- _Task prompt_
Which lines of the data below hold "port"? Copy each of them.

- _Data provided_
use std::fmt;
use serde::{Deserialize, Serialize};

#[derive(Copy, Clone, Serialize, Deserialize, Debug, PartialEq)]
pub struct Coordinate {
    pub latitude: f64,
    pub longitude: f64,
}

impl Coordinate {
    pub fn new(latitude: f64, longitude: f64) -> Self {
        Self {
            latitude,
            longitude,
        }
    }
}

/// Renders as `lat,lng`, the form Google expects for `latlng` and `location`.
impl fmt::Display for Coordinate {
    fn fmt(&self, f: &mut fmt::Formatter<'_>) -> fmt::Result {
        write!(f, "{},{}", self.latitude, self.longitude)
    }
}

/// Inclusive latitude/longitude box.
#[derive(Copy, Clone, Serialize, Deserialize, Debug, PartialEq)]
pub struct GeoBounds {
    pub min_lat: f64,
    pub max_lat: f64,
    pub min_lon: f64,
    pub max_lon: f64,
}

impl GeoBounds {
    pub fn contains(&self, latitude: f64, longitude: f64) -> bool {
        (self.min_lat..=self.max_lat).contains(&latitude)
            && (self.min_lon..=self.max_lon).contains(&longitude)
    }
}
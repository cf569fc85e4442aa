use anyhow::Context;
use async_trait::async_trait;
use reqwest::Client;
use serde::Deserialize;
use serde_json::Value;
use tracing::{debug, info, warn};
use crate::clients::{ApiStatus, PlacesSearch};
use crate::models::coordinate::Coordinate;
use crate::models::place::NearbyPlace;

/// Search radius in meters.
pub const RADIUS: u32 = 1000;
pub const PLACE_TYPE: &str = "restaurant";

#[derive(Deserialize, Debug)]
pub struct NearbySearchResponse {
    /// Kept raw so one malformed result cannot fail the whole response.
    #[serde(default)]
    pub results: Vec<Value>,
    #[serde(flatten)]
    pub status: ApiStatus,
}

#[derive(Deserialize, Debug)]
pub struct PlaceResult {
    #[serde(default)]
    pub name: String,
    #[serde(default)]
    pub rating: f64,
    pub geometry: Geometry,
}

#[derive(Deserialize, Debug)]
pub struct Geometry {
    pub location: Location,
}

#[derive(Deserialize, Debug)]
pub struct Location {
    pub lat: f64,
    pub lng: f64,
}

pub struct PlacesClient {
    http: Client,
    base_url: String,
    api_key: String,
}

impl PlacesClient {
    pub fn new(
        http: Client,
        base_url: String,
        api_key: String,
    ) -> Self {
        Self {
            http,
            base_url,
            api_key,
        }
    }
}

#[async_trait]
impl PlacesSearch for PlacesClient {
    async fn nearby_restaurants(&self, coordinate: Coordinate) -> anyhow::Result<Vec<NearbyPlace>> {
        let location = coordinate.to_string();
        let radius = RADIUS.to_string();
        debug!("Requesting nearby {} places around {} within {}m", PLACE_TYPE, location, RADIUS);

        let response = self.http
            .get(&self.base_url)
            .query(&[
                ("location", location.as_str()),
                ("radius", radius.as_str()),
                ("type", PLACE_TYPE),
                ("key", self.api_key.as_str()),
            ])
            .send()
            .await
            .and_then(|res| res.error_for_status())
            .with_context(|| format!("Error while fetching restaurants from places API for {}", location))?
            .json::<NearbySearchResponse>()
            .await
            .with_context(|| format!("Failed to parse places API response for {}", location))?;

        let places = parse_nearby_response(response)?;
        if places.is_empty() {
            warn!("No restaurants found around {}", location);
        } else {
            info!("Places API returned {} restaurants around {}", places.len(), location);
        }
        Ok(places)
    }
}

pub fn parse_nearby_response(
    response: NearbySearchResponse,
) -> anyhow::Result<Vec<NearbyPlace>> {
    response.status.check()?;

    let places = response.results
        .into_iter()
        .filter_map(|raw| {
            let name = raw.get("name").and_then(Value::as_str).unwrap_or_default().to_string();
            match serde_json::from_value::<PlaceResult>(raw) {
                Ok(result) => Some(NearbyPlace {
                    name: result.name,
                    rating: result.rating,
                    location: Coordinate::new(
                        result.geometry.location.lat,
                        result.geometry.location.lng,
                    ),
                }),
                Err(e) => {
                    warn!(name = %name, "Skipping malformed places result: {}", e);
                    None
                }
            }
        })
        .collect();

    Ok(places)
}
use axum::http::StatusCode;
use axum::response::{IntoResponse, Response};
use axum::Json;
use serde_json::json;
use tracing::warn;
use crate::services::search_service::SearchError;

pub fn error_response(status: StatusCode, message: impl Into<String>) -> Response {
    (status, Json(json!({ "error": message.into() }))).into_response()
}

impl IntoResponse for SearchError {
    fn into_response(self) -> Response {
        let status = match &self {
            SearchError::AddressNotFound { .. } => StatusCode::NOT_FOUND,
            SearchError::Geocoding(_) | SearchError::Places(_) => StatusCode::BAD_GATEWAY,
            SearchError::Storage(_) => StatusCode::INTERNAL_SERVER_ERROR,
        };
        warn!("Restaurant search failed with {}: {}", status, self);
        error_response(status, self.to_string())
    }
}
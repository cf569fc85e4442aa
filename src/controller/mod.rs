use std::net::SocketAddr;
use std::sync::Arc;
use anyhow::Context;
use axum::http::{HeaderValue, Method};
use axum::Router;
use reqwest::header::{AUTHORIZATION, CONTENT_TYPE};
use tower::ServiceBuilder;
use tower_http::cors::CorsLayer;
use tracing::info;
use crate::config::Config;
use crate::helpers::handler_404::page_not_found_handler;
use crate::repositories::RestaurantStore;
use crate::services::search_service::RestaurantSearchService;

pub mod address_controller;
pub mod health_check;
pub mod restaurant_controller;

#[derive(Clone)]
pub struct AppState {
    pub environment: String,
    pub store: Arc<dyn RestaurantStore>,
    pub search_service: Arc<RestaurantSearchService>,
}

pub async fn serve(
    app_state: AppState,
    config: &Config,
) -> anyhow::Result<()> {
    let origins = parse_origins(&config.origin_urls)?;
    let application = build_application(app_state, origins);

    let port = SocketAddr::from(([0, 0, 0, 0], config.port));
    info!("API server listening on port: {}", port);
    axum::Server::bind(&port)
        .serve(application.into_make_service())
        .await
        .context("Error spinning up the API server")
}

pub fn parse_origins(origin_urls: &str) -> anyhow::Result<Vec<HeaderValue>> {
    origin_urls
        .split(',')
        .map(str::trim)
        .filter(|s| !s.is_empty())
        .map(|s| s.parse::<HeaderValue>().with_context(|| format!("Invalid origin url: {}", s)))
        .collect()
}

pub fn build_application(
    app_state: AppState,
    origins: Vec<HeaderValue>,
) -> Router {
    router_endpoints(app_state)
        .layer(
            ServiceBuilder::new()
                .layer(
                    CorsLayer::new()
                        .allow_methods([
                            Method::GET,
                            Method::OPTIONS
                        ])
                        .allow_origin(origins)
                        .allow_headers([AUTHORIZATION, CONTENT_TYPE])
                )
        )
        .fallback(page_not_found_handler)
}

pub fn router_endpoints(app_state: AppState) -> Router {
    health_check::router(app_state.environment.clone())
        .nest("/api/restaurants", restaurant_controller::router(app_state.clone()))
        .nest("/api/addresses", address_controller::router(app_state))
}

- _Task solution_
    let port = SocketAddr::from(([0, 0, 0, 0], config.port));
    info!("API server listening on port: {}", port);
    axum::Server::bind(&port)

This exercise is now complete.